▸ Goal of the exercise:
In the material below, find every line containing "SpindleState" and copy that line.

▸ Extracted information:

------

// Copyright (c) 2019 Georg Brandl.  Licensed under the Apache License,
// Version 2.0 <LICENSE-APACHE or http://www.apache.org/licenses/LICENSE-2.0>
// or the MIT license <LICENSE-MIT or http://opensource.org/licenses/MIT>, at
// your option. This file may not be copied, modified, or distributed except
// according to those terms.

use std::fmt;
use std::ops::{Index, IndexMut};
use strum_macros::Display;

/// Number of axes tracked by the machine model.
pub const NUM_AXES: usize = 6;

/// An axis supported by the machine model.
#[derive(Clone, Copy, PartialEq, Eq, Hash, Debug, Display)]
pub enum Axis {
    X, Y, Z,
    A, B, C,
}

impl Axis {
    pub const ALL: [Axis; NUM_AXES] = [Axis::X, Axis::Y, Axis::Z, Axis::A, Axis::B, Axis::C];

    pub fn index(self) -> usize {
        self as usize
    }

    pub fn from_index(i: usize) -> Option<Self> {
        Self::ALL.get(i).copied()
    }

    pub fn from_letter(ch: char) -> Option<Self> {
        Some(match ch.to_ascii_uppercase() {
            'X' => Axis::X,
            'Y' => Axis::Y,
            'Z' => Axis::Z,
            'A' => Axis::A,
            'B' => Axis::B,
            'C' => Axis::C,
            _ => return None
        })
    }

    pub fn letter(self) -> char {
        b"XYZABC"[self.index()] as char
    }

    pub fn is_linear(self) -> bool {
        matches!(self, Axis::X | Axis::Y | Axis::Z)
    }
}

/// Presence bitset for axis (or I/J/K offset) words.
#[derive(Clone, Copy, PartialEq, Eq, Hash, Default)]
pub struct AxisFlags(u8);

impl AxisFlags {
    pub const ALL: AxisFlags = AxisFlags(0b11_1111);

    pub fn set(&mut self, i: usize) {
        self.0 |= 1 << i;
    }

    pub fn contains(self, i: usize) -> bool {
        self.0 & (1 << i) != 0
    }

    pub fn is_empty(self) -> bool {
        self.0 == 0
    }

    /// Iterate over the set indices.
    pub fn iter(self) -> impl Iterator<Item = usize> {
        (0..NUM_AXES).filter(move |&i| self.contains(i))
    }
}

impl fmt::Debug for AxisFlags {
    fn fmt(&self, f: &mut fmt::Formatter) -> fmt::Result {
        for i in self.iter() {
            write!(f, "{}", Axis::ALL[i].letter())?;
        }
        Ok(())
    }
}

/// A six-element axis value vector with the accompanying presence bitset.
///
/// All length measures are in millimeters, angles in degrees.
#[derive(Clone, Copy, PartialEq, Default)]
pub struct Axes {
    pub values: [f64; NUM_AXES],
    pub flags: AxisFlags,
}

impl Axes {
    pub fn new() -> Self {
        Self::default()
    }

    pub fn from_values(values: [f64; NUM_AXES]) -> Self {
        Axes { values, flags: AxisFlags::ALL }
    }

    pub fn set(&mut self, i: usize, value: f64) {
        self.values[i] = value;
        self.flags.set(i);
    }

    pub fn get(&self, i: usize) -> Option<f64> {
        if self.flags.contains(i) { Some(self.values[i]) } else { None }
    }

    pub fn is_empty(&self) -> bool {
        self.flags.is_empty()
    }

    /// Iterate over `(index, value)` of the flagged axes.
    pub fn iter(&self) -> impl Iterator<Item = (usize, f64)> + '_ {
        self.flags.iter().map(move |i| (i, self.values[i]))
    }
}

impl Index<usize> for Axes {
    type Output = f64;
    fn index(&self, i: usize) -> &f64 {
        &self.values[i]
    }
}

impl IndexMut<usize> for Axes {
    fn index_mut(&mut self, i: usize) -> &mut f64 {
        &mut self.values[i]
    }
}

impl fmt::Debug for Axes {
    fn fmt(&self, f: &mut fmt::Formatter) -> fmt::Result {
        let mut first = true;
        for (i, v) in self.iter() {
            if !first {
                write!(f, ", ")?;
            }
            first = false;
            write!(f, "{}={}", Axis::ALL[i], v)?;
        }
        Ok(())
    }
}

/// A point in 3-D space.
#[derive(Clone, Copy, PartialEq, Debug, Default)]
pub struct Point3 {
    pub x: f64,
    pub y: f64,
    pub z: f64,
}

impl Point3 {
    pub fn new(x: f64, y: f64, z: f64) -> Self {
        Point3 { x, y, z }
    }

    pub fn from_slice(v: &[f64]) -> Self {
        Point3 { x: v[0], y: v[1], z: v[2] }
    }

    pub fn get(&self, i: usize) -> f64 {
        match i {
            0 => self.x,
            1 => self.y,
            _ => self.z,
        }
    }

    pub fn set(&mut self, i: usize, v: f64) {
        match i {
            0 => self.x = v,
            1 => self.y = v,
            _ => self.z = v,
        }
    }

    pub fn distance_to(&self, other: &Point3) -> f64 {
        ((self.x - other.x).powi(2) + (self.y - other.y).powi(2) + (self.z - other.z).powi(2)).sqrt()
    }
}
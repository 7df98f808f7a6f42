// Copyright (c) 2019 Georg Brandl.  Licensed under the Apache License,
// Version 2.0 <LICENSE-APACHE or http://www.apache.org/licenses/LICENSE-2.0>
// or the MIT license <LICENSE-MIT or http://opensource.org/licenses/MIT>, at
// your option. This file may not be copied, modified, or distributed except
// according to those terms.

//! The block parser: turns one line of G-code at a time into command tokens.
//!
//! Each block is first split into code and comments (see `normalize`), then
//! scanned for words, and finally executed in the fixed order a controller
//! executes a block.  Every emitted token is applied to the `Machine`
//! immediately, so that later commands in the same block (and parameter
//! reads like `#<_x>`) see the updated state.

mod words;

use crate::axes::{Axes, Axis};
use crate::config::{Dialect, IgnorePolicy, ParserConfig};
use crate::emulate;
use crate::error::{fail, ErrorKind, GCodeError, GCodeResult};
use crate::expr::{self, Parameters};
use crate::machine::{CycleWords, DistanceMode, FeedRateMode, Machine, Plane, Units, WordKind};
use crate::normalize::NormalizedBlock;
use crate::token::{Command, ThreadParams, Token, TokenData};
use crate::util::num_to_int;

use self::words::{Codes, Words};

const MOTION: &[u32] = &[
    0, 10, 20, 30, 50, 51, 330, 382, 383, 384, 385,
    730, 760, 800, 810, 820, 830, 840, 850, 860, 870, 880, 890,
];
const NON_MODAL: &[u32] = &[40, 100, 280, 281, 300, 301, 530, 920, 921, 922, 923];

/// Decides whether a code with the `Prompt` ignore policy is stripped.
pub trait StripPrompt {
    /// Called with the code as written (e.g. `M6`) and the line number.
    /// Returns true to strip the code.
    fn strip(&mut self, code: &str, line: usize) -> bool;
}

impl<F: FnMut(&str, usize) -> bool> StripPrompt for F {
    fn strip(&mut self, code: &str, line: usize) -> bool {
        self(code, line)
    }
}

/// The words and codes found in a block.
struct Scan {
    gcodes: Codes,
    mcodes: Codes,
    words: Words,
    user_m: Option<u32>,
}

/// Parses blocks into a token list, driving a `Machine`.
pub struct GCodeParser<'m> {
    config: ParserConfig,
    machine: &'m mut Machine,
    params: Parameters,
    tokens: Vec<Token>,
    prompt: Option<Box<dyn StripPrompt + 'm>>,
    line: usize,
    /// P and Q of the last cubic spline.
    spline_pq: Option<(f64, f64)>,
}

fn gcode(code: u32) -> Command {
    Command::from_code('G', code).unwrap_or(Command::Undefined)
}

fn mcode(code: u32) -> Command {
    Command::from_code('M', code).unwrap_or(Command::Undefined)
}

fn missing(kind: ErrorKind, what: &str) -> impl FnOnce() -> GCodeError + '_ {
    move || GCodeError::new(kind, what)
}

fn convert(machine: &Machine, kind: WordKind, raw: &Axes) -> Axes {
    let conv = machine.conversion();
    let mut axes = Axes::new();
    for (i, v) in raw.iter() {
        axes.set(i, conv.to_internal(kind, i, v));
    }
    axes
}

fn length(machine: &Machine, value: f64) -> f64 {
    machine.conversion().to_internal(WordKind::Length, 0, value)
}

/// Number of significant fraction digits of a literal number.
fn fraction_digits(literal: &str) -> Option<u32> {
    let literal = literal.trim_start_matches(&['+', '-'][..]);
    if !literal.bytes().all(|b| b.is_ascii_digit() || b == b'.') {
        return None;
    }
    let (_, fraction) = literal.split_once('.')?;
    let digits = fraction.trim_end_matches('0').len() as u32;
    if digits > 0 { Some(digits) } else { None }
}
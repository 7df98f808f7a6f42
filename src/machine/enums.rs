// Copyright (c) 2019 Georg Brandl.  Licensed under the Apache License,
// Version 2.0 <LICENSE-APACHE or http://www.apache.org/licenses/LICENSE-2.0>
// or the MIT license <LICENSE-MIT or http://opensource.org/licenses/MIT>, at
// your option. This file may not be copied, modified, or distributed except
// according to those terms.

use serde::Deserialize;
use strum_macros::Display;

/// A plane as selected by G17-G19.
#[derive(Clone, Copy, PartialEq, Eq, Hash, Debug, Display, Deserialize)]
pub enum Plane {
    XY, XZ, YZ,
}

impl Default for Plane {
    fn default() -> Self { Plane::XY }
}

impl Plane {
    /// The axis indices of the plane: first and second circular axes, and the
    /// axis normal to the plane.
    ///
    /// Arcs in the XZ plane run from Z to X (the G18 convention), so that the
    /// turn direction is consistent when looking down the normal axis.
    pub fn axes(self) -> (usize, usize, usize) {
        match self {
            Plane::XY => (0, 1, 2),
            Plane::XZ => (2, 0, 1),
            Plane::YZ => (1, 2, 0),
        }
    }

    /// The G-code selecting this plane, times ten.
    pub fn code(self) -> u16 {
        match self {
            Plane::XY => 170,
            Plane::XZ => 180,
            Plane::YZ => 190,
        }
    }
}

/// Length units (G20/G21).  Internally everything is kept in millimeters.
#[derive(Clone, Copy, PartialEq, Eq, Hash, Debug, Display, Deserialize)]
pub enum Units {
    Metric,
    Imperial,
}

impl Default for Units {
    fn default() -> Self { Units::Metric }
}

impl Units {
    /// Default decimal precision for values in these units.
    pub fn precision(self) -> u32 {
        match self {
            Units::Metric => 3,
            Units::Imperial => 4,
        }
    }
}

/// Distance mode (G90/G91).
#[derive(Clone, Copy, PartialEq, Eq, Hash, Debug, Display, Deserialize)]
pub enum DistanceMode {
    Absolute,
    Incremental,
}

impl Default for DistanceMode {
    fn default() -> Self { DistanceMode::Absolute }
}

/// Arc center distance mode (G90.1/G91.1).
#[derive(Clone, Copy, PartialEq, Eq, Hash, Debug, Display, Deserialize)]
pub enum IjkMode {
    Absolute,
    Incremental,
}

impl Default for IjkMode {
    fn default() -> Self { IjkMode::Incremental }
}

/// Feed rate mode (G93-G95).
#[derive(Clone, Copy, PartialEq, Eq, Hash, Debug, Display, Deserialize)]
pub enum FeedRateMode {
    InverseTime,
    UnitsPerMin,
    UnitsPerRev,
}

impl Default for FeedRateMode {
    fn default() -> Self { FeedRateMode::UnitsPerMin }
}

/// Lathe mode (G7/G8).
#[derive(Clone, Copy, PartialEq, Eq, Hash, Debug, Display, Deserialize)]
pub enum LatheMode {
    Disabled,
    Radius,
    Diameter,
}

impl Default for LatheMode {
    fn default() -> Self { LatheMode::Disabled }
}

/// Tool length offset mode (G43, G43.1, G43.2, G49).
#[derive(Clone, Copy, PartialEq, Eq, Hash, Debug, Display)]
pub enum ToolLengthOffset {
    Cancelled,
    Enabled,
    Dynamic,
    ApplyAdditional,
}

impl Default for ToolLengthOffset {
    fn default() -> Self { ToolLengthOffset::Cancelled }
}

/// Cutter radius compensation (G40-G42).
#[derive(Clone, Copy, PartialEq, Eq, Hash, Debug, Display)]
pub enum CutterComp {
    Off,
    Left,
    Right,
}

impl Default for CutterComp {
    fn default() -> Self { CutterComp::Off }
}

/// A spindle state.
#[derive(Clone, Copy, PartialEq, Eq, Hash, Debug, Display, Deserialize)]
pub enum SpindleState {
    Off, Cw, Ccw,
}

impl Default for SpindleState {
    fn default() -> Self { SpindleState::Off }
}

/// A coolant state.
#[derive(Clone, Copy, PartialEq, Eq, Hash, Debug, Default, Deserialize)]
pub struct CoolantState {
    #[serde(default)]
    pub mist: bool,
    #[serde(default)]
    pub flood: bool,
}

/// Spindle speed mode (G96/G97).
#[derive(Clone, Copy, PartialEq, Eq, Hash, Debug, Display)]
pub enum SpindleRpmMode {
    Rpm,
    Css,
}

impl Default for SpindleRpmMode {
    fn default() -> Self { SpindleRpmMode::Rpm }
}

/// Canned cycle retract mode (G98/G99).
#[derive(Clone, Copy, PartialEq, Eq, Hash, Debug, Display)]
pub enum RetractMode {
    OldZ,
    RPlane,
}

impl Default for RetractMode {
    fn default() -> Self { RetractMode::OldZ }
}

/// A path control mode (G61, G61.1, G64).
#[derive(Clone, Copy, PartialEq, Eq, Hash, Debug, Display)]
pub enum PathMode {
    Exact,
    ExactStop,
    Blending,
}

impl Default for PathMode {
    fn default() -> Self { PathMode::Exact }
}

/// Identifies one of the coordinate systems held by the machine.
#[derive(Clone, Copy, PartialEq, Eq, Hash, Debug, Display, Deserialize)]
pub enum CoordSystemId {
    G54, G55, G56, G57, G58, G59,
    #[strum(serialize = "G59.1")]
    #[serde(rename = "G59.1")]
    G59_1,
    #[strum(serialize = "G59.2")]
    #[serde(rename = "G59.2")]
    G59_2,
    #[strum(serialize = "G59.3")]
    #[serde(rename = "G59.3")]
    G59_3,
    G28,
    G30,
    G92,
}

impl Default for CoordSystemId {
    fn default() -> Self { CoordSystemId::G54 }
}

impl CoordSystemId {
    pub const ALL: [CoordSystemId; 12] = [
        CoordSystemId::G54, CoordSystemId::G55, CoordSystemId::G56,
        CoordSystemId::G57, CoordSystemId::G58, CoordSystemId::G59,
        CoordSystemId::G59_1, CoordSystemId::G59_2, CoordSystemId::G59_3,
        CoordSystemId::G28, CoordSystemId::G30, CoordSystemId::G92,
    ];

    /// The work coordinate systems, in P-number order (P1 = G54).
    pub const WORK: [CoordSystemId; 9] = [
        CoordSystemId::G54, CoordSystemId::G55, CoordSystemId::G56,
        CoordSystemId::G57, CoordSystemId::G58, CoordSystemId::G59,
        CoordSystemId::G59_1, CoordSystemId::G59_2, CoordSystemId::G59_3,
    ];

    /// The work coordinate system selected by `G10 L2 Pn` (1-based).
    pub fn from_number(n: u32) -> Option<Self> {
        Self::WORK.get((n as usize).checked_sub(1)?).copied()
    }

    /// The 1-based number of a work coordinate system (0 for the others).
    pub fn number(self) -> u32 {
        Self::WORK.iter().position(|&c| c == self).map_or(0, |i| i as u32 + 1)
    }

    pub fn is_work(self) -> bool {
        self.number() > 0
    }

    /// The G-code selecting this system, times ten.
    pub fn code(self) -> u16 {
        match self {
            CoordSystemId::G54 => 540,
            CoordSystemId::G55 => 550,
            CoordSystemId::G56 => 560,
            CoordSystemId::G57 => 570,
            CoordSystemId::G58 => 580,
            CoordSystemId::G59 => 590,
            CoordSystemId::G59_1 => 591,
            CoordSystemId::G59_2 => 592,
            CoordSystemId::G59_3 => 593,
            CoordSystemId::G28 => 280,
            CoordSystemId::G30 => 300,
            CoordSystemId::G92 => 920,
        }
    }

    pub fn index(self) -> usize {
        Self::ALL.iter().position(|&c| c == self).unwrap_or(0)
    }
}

------

▸ Completed exercise:
pub enum SpindleState {
impl Default for SpindleState {
    fn default() -> Self { SpindleState::Off }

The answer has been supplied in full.